'''

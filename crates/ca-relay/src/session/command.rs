//! What each session runs, and where

use std::path::{Path, PathBuf};

use ca_core::config::AgentConfig;
use ca_protocol::TerminalSize;

/// Name of the agent CLI
const AGENT_PROGRAM: &str = "claude";

/// Directories searched for the agent when it is not configured
///
/// Desktop launchers often start with a minimal `PATH`, so the usual install
/// locations are checked before falling back to a bare name.
const AGENT_SEARCH_DIRS: &[&str] = &["/opt/homebrew/bin", "/usr/local/bin", "~/.local/bin", "/usr/bin"];

/// Terminal type exported to every session
const TERM: &str = "xterm-256color";

/// A fully resolved command to run under a pseudo-terminal
#[derive(Debug, Clone, PartialEq, Eq)]
pub struct CommandSpec {
    /// Program path or name
    pub program: String,
    /// Arguments
    pub args: Vec<String>,
    /// Working directory
    pub cwd: PathBuf,
    /// Environment added on top of the relay's own
    pub env: Vec<(String, String)>,
    /// Initial terminal size
    pub size: TerminalSize,
}

impl CommandSpec {
    /// Run `program` in the user's home directory with a default-sized terminal
    pub fn new(program: impl Into<String>) -> Self {
        Self {
            program: program.into(),
            args: Vec::new(),
            cwd: dirs::home_dir().unwrap_or_else(|| PathBuf::from("/")),
            env: vec![("TERM".to_string(), TERM.to_string())],
            size: TerminalSize::default(),
        }
    }

    /// Append an argument
    pub fn arg(mut self, arg: impl Into<String>) -> Self {
        self.args.push(arg.into());
        self
    }

    /// Set the working directory
    pub fn cwd(mut self, cwd: impl Into<PathBuf>) -> Self {
        self.cwd = cwd.into();
        self
    }

    /// Add an environment variable
    pub fn env(mut self, key: impl Into<String>, value: impl Into<String>) -> Self {
        self.env.push((key.into(), value.into()));
        self
    }

    /// Set the initial terminal size
    pub fn size(mut self, size: TerminalSize) -> Self {
        self.size = size;
        self
    }

    /// Command for the agent CLI as configured, in the directory the client asked for
    pub fn for_agent(agent: &AgentConfig, requested_cwd: Option<&str>, size: TerminalSize) -> Self {
        let program = agent.program.clone().unwrap_or_else(find_agent_program);
        let cwd = resolve_working_dir(requested_cwd, &agent.search_roots, agent.default_cwd.as_deref());

        let mut spec = Self::new(program).cwd(cwd).size(size);
        spec.args.extend(agent.args.iter().cloned());
        spec.env.extend(agent.env.iter().cloned());
        spec
    }
}

fn expand_home(path: &str) -> PathBuf {
    match path.strip_prefix("~/") {
        Some(rest) => dirs::home_dir().unwrap_or_default().join(rest),
        None => PathBuf::from(path),
    }
}

/// Locate the agent CLI, falling back to a `PATH` lookup
pub fn find_agent_program() -> String {
    AGENT_SEARCH_DIRS
        .iter()
        .map(|dir| expand_home(dir).join(AGENT_PROGRAM))
        .find(|candidate| candidate.is_file())
        .map(|found| found.to_string_lossy().into_owned())
        .unwrap_or_else(|| AGENT_PROGRAM.to_string())
}

/// Pick the directory a session starts in
///
/// An absolute request is used when it is a directory. A relative one is
/// tried under each search root and then as given. Anything else falls back
/// to `default`, then the home directory.
pub fn resolve_working_dir(
    requested: Option<&str>,
    search_roots: &[PathBuf],
    default: Option<&Path>,
) -> PathBuf {
    let fallback = || {
        default
            .filter(|dir| dir.is_dir())
            .map(Path::to_path_buf)
            .or_else(dirs::home_dir)
            .unwrap_or_else(|| PathBuf::from("/"))
    };

    let Some(requested) = requested.map(str::trim).filter(|r| !r.is_empty()) else {
        return fallback();
    };

    let requested_path = expand_home(requested);
    if requested_path.is_absolute() {
        if requested_path.is_dir() {
            return requested_path;
        }
        tracing::warn!("Requested directory {} does not exist", requested_path.display());
        return fallback();
    }

    search_roots
        .iter()
        .map(|root| root.join(&requested_path))
        .chain(std::iter::once(requested_path.clone()))
        .find(|candidate| candidate.is_dir())
        .unwrap_or_else(|| {
            tracing::warn!("Could not find directory '{}', using default", requested);
            fallback()
        })
}

#[cfg(test)]
mod tests {
    use super::*;
    use tempfile::tempdir;

    #[test]
    fn test_new_sets_term() {
        let spec = CommandSpec::new("/bin/sh");
        assert!(spec
            .env
            .contains(&("TERM".to_string(), "xterm-256color".to_string())));
        assert_eq!(spec.size, TerminalSize::default());
    }

    #[test]
    fn test_absolute_dir_used_as_is() {
        let dir = tempdir().unwrap();
        let requested = dir.path().to_string_lossy().into_owned();
        assert_eq!(resolve_working_dir(Some(&requested), &[], None), dir.path());
    }

    #[test]
    fn test_relative_dir_found_under_root_in_order() {
        let first = tempdir().unwrap();
        let second = tempdir().unwrap();
        std::fs::create_dir(second.path().join("project")).unwrap();

        let roots = vec![first.path().to_path_buf(), second.path().to_path_buf()];
        assert_eq!(
            resolve_working_dir(Some("project"), &roots, None),
            second.path().join("project")
        );

        std::fs::create_dir(first.path().join("project")).unwrap();
        assert_eq!(
            resolve_working_dir(Some("project"), &roots, None),
            first.path().join("project")
        );
    }

    #[test]
    fn test_missing_dir_falls_back_to_default() {
        let default = tempdir().unwrap();
        let roots = vec![default.path().to_path_buf()];
        assert_eq!(
            resolve_working_dir(Some("no-such-project"), &roots, Some(default.path())),
            default.path()
        );
        assert_eq!(
            resolve_working_dir(Some("/no/such/absolute/dir"), &[], Some(default.path())),
            default.path()
        );
        assert_eq!(resolve_working_dir(None, &[], Some(default.path())), default.path());
    }

    #[test]
    fn test_for_agent_uses_configured_program() {
        let dir = tempdir().unwrap();
        let agent = AgentConfig {
            program: Some("/bin/cat".to_string()),
            args: vec!["-u".to_string()],
            env: vec![("FOO".to_string(), "bar".to_string())],
            default_cwd: Some(dir.path().to_path_buf()),
            search_roots: vec![],
        };

        let spec = CommandSpec::for_agent(&agent, None, TerminalSize::new(40, 120));
        assert_eq!(spec.program, "/bin/cat");
        assert_eq!(spec.args, vec!["-u".to_string()]);
        assert_eq!(spec.cwd, dir.path());
        assert_eq!(spec.size, TerminalSize::new(40, 120));
        assert!(spec.env.contains(&("FOO".to_string(), "bar".to_string())));
        assert!(spec.env.iter().any(|(k, _)| k == "TERM"));
    }
}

'''

● WHAT TO DO
After reading the listing above, print each line back exactly.

● YOUR RESPONSE
filename crates/ca-relay/src/session/command.rs
//! What each session runs, and where

use std::path::{Path, PathBuf};

use ca_core::config::AgentConfig;
use ca_protocol::TerminalSize;

/// Name of the agent CLI
const AGENT_PROGRAM: &str = "claude";

/// Directories searched for the agent when it is not configured
///
/// Desktop launchers often start with a minimal `PATH`, so the usual install
/// locations are checked before falling back to a bare name.
const AGENT_SEARCH_DIRS: &[&str] = &["/opt/homebrew/bin", "/usr/local/bin", "~/.local/bin", "/usr/bin"];

/// Terminal type exported to every session
const TERM: &str = "xterm-256color";

/// A fully resolved command to run under a pseudo-terminal
#[derive(Debug, Clone, PartialEq, Eq)]
pub struct CommandSpec {
    /// Program path or name
    pub program: String,
    /// Arguments
    pub args: Vec<String>,
    /// Working directory
    pub cwd: PathBuf,
    /// Environment added on top of the relay's own
    pub env: Vec<(String, String)>,
    /// Initial terminal size
    pub size: TerminalSize,
}

impl CommandSpec {
    /// Run `program` in the user's home directory with a default-sized terminal
    pub fn new(program: impl Into<String>) -> Self {
        Self {
            program: program.into(),
            args: Vec::new(),
            cwd: dirs::home_dir().unwrap_or_else(|| PathBuf::from("/")),
            env: vec![("TERM".to_string(), TERM.to_string())],
            size: TerminalSize::default(),
        }
    }

    /// Append an argument
    pub fn arg(mut self, arg: impl Into<String>) -> Self {
        self.args.push(arg.into());
        self
    }

    /// Set the working directory
    pub fn cwd(mut self, cwd: impl Into<PathBuf>) -> Self {
        self.cwd = cwd.into();
        self
    }

    /// Add an environment variable
    pub fn env(mut self, key: impl Into<String>, value: impl Into<String>) -> Self {
        self.env.push((key.into(), value.into()));
        self
    }

    /// Set the initial terminal size
    pub fn size(mut self, size: TerminalSize) -> Self {
        self.size = size;
        self
    }

    /// Command for the agent CLI as configured, in the directory the client asked for
    pub fn for_agent(agent: &AgentConfig, requested_cwd: Option<&str>, size: TerminalSize) -> Self {
        let program = agent.program.clone().unwrap_or_else(find_agent_program);
        let cwd = resolve_working_dir(requested_cwd, &agent.search_roots, agent.default_cwd.as_deref());

        let mut spec = Self::new(program).cwd(cwd).size(size);
        spec.args.extend(agent.args.iter().cloned());
        spec.env.extend(agent.env.iter().cloned());
        spec
    }
}

fn expand_home(path: &str) -> PathBuf {
    match path.strip_prefix("~/") {
        Some(rest) => dirs::home_dir().unwrap_or_default().join(rest),
        None => PathBuf::from(path),
    }
}

/// Locate the agent CLI, falling back to a `PATH` lookup
pub fn find_agent_program() -> String {
    AGENT_SEARCH_DIRS
        .iter()
        .map(|dir| expand_home(dir).join(AGENT_PROGRAM))
        .find(|candidate| candidate.is_file())
        .map(|found| found.to_string_lossy().into_owned())
        .unwrap_or_else(|| AGENT_PROGRAM.to_string())
}

/// Pick the directory a session starts in
///
/// An absolute request is used when it is a directory. A relative one is
/// tried under each search root and then as given. Anything else falls back
/// to `default`, then the home directory.
pub fn resolve_working_dir(
    requested: Option<&str>,
    search_roots: &[PathBuf],
    default: Option<&Path>,
) -> PathBuf {
    let fallback = || {
        default
            .filter(|dir| dir.is_dir())
            .map(Path::to_path_buf)
            .or_else(dirs::home_dir)
            .unwrap_or_else(|| PathBuf::from("/"))
    };

    let Some(requested) = requested.map(str::trim).filter(|r| !r.is_empty()) else {
        return fallback();
    };

    let requested_path = expand_home(requested);
    if requested_path.is_absolute() {
        if requested_path.is_dir() {
            return requested_path;
        }
        tracing::warn!("Requested directory {} does not exist", requested_path.display());
        return fallback();
    }

    search_roots
        .iter()
        .map(|root| root.join(&requested_path))
        .chain(std::iter::once(requested_path.clone()))
        .find(|candidate| candidate.is_dir())
        .unwrap_or_else(|| {
            tracing::warn!("Could not find directory '{}', using default", requested);
            fallback()
        })
}

#[cfg(test)]
mod tests {
    use super::*;
    use tempfile::tempdir;

    #[test]
    fn test_new_sets_term() {
        let spec = CommandSpec::new("/bin/sh");
        assert!(spec
            .env
            .contains(&("TERM".to_string(), "xterm-256color".to_string())));
        assert_eq!(spec.size, TerminalSize::default());
    }

    #[test]
    fn test_absolute_dir_used_as_is() {
        let dir = tempdir().unwrap();
        let requested = dir.path().to_string_lossy().into_owned();
        assert_eq!(resolve_working_dir(Some(&requested), &[], None), dir.path());
    }

    #[test]
    fn test_relative_dir_found_under_root_in_order() {
        let first = tempdir().unwrap();
        let second = tempdir().unwrap();
        std::fs::create_dir(second.path().join("project")).unwrap();

        let roots = vec![first.path().to_path_buf(), second.path().to_path_buf()];
        assert_eq!(
            resolve_working_dir(Some("project"), &roots, None),
            second.path().join("project")
        );

        std::fs::create_dir(first.path().join("project")).unwrap();
        assert_eq!(
            resolve_working_dir(Some("project"), &roots, None),
            first.path().join("project")
        );
    }

    #[test]
    fn test_missing_dir_falls_back_to_default() {
        let default = tempdir().unwrap();
        let roots = vec![default.path().to_path_buf()];
        assert_eq!(
            resolve_working_dir(Some("no-such-project"), &roots, Some(default.path())),
            default.path()
        );
        assert_eq!(
            resolve_working_dir(Some("/no/such/absolute/dir"), &[], Some(default.path())),
            default.path()
        );
        assert_eq!(resolve_working_dir(None, &[], Some(default.path())), default.path());
    }

    #[test]
    fn test_for_agent_uses_configured_program() {
        let dir = tempdir().unwrap();
        let agent = AgentConfig {
            program: Some("/bin/cat".to_string()),
            args: vec!["-u".to_string()],
            env: vec![("FOO".to_string(), "bar".to_string())],
            default_cwd: Some(dir.path().to_path_buf()),
            search_roots: vec![],
        };

        let spec = CommandSpec::for_agent(&agent, None, TerminalSize::new(40, 120));
        assert_eq!(spec.program, "/bin/cat");
        assert_eq!(spec.args, vec!["-u".to_string()]);
        assert_eq!(spec.cwd, dir.path());
        assert_eq!(spec.size, TerminalSize::new(40, 120));
        assert!(spec.env.contains(&("FOO".to_string(), "bar".to_string())));
        assert!(spec.env.iter().any(|(k, _)| k == "TERM"));
    }
}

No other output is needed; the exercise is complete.